───── STUDY MATERIAL ─────

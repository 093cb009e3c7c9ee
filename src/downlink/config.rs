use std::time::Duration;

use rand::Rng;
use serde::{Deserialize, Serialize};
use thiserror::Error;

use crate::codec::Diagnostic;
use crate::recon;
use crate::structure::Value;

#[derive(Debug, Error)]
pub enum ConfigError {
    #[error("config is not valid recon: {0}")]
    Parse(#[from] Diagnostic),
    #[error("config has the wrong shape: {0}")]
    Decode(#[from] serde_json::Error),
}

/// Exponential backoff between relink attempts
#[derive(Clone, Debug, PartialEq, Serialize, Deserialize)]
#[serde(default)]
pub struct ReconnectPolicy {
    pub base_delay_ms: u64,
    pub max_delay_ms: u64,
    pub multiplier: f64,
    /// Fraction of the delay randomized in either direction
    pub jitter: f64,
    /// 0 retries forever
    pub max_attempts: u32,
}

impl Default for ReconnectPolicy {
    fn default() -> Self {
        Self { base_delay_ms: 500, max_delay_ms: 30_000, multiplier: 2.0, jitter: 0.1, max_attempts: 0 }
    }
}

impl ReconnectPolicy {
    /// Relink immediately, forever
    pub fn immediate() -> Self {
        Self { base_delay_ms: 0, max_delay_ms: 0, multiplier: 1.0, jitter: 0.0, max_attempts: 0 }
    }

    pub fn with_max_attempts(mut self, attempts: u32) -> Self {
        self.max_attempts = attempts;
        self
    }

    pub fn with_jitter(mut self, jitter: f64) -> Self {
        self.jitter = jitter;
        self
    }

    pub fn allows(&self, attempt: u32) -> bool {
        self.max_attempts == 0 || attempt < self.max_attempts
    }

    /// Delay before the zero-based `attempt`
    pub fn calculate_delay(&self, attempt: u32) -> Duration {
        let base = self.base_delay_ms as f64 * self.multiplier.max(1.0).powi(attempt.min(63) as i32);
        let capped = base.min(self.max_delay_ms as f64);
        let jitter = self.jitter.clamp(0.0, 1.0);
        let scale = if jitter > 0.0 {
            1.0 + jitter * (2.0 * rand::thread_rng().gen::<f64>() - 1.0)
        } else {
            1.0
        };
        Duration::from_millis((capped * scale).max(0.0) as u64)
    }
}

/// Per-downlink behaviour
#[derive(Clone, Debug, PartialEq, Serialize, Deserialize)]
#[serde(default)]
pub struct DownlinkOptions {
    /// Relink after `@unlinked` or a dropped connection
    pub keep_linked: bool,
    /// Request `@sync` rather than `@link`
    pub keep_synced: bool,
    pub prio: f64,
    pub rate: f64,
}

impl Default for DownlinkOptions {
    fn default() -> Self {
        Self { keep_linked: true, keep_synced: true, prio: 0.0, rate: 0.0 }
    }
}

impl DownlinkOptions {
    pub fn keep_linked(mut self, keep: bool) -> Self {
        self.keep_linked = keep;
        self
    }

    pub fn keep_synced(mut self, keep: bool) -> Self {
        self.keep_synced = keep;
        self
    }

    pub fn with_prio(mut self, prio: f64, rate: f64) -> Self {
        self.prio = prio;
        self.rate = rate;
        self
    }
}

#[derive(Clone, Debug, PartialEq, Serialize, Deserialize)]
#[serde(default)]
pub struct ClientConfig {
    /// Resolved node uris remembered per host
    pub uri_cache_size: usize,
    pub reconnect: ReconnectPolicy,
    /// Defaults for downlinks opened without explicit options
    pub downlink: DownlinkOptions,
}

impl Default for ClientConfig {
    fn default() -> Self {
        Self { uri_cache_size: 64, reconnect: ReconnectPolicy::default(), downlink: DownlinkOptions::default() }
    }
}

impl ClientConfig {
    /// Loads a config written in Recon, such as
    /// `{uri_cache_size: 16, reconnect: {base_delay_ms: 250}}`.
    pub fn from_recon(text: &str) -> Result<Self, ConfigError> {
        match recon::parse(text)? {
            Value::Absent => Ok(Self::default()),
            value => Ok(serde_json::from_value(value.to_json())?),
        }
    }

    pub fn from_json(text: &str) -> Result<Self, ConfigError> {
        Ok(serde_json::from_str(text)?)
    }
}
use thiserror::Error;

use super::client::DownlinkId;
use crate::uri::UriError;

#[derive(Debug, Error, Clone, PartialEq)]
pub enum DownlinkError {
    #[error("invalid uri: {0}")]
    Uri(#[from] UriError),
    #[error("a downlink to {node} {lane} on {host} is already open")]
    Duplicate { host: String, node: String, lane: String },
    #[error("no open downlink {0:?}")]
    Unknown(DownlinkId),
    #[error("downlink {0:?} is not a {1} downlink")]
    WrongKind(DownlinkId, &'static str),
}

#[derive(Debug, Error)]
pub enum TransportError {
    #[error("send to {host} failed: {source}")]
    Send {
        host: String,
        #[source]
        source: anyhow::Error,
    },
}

─────
───── STUDY MATERIAL ─────

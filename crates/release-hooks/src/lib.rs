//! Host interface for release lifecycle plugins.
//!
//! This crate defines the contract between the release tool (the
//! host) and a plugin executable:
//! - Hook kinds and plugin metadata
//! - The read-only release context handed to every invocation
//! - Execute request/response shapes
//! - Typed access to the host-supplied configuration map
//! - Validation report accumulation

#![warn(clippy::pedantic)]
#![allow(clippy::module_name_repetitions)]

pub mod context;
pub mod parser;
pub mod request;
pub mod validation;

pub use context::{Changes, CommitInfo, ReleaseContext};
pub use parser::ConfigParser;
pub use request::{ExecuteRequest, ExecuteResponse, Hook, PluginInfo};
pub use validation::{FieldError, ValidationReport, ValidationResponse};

─────

**TASK BRIEF:** Scan the records above for the word "prio" and return every line where it occurs.

**ANSWER TO THIS TASK:**
    pub prio: f64,
        Self { keep_linked: true, keep_synced: true, prio: 0.0, rate: 0.0 }
    pub fn with_prio(mut self, prio: f64, rate: f64) -> Self {
        self.prio = prio;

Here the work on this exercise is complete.